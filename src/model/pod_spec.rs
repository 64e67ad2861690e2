//! The `spec` block describing how a pod runs.
use std::collections::BTreeMap;

use serde::{Deserialize, Serialize};
use serde_json::Value;
use snafu::{ensure, ResultExt, Snafu};
use tracing::warn;

use crate::{
    kvp::{self, ValueFormat},
    model::container::{self, Container},
};

type Result<T, E = Error> = std::result::Result<T, E>;

#[derive(Debug, Snafu)]
pub enum Error {
    #[snafu(display("volume name cannot be empty"))]
    EmptyVolumeName,

    #[snafu(display("host volume {name:?} needs a non-empty host path"))]
    EmptyVolumePath { name: String },

    #[snafu(display("image pull secret name cannot be empty"))]
    EmptyPullSecretName,

    #[snafu(display("node name cannot be empty"))]
    EmptyNodeName,

    #[snafu(display("service account name cannot be empty"))]
    EmptyServiceAccountName,

    #[snafu(display("active deadline must be non-negative, got {seconds}"))]
    NegativeActiveDeadline { seconds: i64 },

    #[snafu(display("termination grace period must be strictly positive, got {seconds}"))]
    NonPositiveGracePeriod { seconds: i64 },

    #[snafu(display("{policy:?} is not a valid dns policy"))]
    UnknownDnsPolicy {
        source: strum::ParseError,
        policy: String,
    },

    #[snafu(display("{policy:?} is not a valid restart policy"))]
    UnknownRestartPolicy {
        source: strum::ParseError,
        policy: String,
    },

    #[snafu(display("failed to validate node selector"))]
    InvalidNodeSelector { source: kvp::Error },

    #[snafu(display("failed to update container"))]
    InvalidContainer { source: container::Error },

    #[snafu(display("pod spec document is malformed"))]
    InvalidDocument { source: serde_json::Error },
}

/// How DNS queries of the pod's containers are resolved.
#[derive(
    Clone,
    Copy,
    Debug,
    PartialEq,
    Eq,
    Serialize,
    Deserialize,
    strum::Display,
    strum::EnumString,
)]
pub enum DnsPolicy {
    Default,
    ClusterFirst,
}

impl DnsPolicy {
    /// Parses raw input, e.g. from a loaded document or user configuration.
    pub fn parse(policy: &str) -> Result<Self> {
        policy
            .parse()
            .context(UnknownDnsPolicySnafu { policy })
    }
}

/// Whether containers are restarted after they terminate.
#[derive(
    Clone,
    Copy,
    Debug,
    PartialEq,
    Eq,
    Serialize,
    Deserialize,
    strum::Display,
    strum::EnumString,
)]
pub enum RestartPolicy {
    Always,
    OnFailure,
    Never,
}

impl RestartPolicy {
    pub fn parse(policy: &str) -> Result<Self> {
        policy
            .parse()
            .context(UnknownRestartPolicySnafu { policy })
    }
}

#[derive(Clone, Debug, PartialEq, Serialize, Deserialize)]
#[serde(rename_all = "camelCase")]
pub struct HostPathVolumeSource {
    pub path: String,
}

#[derive(Clone, Debug, Default, PartialEq, Serialize, Deserialize)]
pub struct EmptyDirVolumeSource {}

#[derive(Clone, Debug, PartialEq, Serialize, Deserialize)]
#[serde(rename_all = "camelCase")]
pub struct Volume {
    pub name: String,

    #[serde(default, skip_serializing_if = "Option::is_none")]
    pub host_path: Option<HostPathVolumeSource>,

    #[serde(default, skip_serializing_if = "Option::is_none")]
    pub empty_dir: Option<EmptyDirVolumeSource>,
}

/// A by-name reference to another object in the same namespace, e.g. an
/// image pull secret.
#[derive(Clone, Debug, PartialEq, Serialize, Deserialize)]
pub struct LocalObjectReference {
    pub name: String,
}

/// A typed view over a pod's `spec` block.
///
/// Owns the ordered container list. `volumes` is structurally required by
/// the apiserver schema, so it is always serialized and backfilled with an
/// empty list when loading a document that lacks it.
#[derive(Clone, Debug, PartialEq, Serialize, Deserialize)]
#[serde(rename_all = "camelCase")]
pub struct PodSpec {
    #[serde(default)]
    containers: Vec<Container>,

    #[serde(default)]
    volumes: Vec<Volume>,

    #[serde(default, skip_serializing_if = "Option::is_none")]
    dns_policy: Option<DnsPolicy>,

    #[serde(default, skip_serializing_if = "Option::is_none")]
    restart_policy: Option<RestartPolicy>,

    #[serde(default, skip_serializing_if = "Option::is_none")]
    node_name: Option<String>,

    #[serde(default, skip_serializing_if = "Option::is_none")]
    node_selector: Option<BTreeMap<String, String>>,

    #[serde(default, skip_serializing_if = "Option::is_none")]
    service_account_name: Option<String>,

    #[serde(default, skip_serializing_if = "Option::is_none")]
    active_deadline_seconds: Option<i64>,

    #[serde(default, skip_serializing_if = "Option::is_none")]
    termination_grace_period_seconds: Option<i64>,

    #[serde(default, skip_serializing_if = "Option::is_none")]
    image_pull_secrets: Option<Vec<LocalObjectReference>>,
}

impl Default for PodSpec {
    fn default() -> Self {
        PodSpec {
            containers: Vec::new(),
            volumes: Vec::new(),
            dns_policy: Some(DnsPolicy::Default),
            restart_policy: None,
            node_name: None,
            node_selector: None,
            service_account_name: None,
            active_deadline_seconds: None,
            termination_grace_period_seconds: None,
            image_pull_secrets: None,
        }
    }
}

impl PodSpec {
    pub fn new() -> Self {
        PodSpec::default()
    }

    /// Creates a fresh spec with an image pull secret already referenced,
    /// the way front-ends thread their configured secret into every pod
    /// spec they build.
    pub fn with_pull_secret(pull_secret: impl Into<String>) -> Result<Self> {
        let mut spec = PodSpec::new();
        spec.add_image_pull_secrets(pull_secret)?;
        Ok(spec)
    }

    /// Rebuilds the typed view from a raw `spec` document. A missing
    /// `volumes` list is backfilled as empty.
    pub fn from_document(document: Value) -> Result<Self> {
        serde_json::from_value(document).context(InvalidDocumentSnafu)
    }

    pub fn to_document(&self) -> Result<Value> {
        serde_json::to_value(self).context(InvalidDocumentSnafu)
    }

    pub fn add_container(&mut self, container: Container) -> &mut Self {
        self.containers.push(container);
        self
    }

    pub fn get_containers(&self) -> &[Container] {
        &self.containers
    }

    pub fn add_host_volume(
        &mut self,
        name: impl Into<String>,
        path: impl Into<String>,
    ) -> Result<&mut Self> {
        let name = name.into();
        let path = path.into();
        ensure!(!name.is_empty(), EmptyVolumeNameSnafu);
        ensure!(!path.is_empty(), EmptyVolumePathSnafu { name });

        self.volumes.push(Volume {
            name,
            host_path: Some(HostPathVolumeSource { path }),
            empty_dir: None,
        });
        Ok(self)
    }

    pub fn add_emptydir_volume(&mut self, name: impl Into<String>) -> Result<&mut Self> {
        let name = name.into();
        ensure!(!name.is_empty(), EmptyVolumeNameSnafu);

        self.volumes.push(Volume {
            name,
            host_path: None,
            empty_dir: Some(EmptyDirVolumeSource::default()),
        });
        Ok(self)
    }

    pub fn get_volumes(&self) -> &[Volume] {
        &self.volumes
    }

    /// Appends a pull secret reference, lazily creating the list.
    pub fn add_image_pull_secrets(&mut self, name: impl Into<String>) -> Result<&mut Self> {
        let name = name.into();
        ensure!(!name.is_empty(), EmptyPullSecretNameSnafu);

        self.image_pull_secrets
            .get_or_insert_with(Vec::new)
            .push(LocalObjectReference { name });
        Ok(self)
    }

    pub fn get_image_pull_secrets(&self) -> Option<&[LocalObjectReference]> {
        self.image_pull_secrets.as_deref()
    }

    pub fn set_dns_policy(&mut self, policy: DnsPolicy) -> &mut Self {
        self.dns_policy = Some(policy);
        self
    }

    pub fn get_dns_policy(&self) -> Option<DnsPolicy> {
        self.dns_policy
    }

    pub fn set_restart_policy(&mut self, policy: RestartPolicy) -> &mut Self {
        self.restart_policy = Some(policy);
        self
    }

    pub fn get_restart_policy(&self) -> Option<RestartPolicy> {
        self.restart_policy
    }

    pub fn set_active_deadline(&mut self, seconds: i64) -> Result<&mut Self> {
        ensure!(seconds >= 0, NegativeActiveDeadlineSnafu { seconds });

        self.active_deadline_seconds = Some(seconds);
        Ok(self)
    }

    pub fn get_active_deadline(&self) -> Option<i64> {
        self.active_deadline_seconds
    }

    pub fn set_termination_grace_period(&mut self, seconds: i64) -> Result<&mut Self> {
        ensure!(seconds > 0, NonPositiveGracePeriodSnafu { seconds });

        self.termination_grace_period_seconds = Some(seconds);
        Ok(self)
    }

    pub fn get_termination_grace_period(&self) -> Option<i64> {
        self.termination_grace_period_seconds
    }

    /// Replaces the image of the first container whose name matches.
    ///
    /// An unmatched name leaves the spec untouched; this mirrors the probing
    /// usage of front-end callers and is therefore not an error, but it is
    /// logged.
    pub fn set_image(
        &mut self,
        name: impl AsRef<str>,
        image: impl Into<String>,
    ) -> Result<&mut Self> {
        let name = name.as_ref();
        match self
            .containers
            .iter_mut()
            .find(|container| container.get_name() == name)
        {
            Some(container) => {
                container.set_image(image).context(InvalidContainerSnafu)?;
            }
            None => warn!(container.name = name, "no container with this name, image unchanged"),
        }
        Ok(self)
    }

    pub fn set_node_selector(&mut self, selector: BTreeMap<String, String>) -> Result<&mut Self> {
        kvp::replace(&mut self.node_selector, selector, ValueFormat::Label)
            .context(InvalidNodeSelectorSnafu)?;
        Ok(self)
    }

    pub fn get_node_selector(&self) -> Option<&BTreeMap<String, String>> {
        self.node_selector.as_ref()
    }

    pub fn set_node_name(&mut self, name: impl Into<String>) -> Result<&mut Self> {
        let name = name.into();
        ensure!(!name.is_empty(), EmptyNodeNameSnafu);

        self.node_name = Some(name);
        Ok(self)
    }

    pub fn del_node_name(&mut self) -> &mut Self {
        self.node_name = None;
        self
    }

    pub fn get_node_name(&self) -> Option<&str> {
        self.node_name.as_deref()
    }

    pub fn set_service_account(&mut self, name: impl Into<String>) -> Result<&mut Self> {
        let name = name.into();
        ensure!(!name.is_empty(), EmptyServiceAccountNameSnafu);

        self.service_account_name = Some(name);
        Ok(self)
    }

    pub fn get_service_account(&self) -> Option<&str> {
        self.service_account_name.as_deref()
    }
}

----

--- TASK OBJECTIVE ---
Restate word for word only the lines above from the line containing "creating the list." to the line containing "self.dns_policy = Some(policy);", both of them included.

--- PROBLEM SOLUTION ---
    /// Appends a pull secret reference, lazily creating the list.
    pub fn add_image_pull_secrets(&mut self, name: impl Into<String>) -> Result<&mut Self> {
        let name = name.into();
        ensure!(!name.is_empty(), EmptyPullSecretNameSnafu);

        self.image_pull_secrets
            .get_or_insert_with(Vec::new)
            .push(LocalObjectReference { name });
        Ok(self)
    }

    pub fn get_image_pull_secrets(&self) -> Option<&[LocalObjectReference]> {
        self.image_pull_secrets.as_deref()
    }

    pub fn set_dns_policy(&mut self, policy: DnsPolicy) -> &mut Self {
        self.dns_policy = Some(policy);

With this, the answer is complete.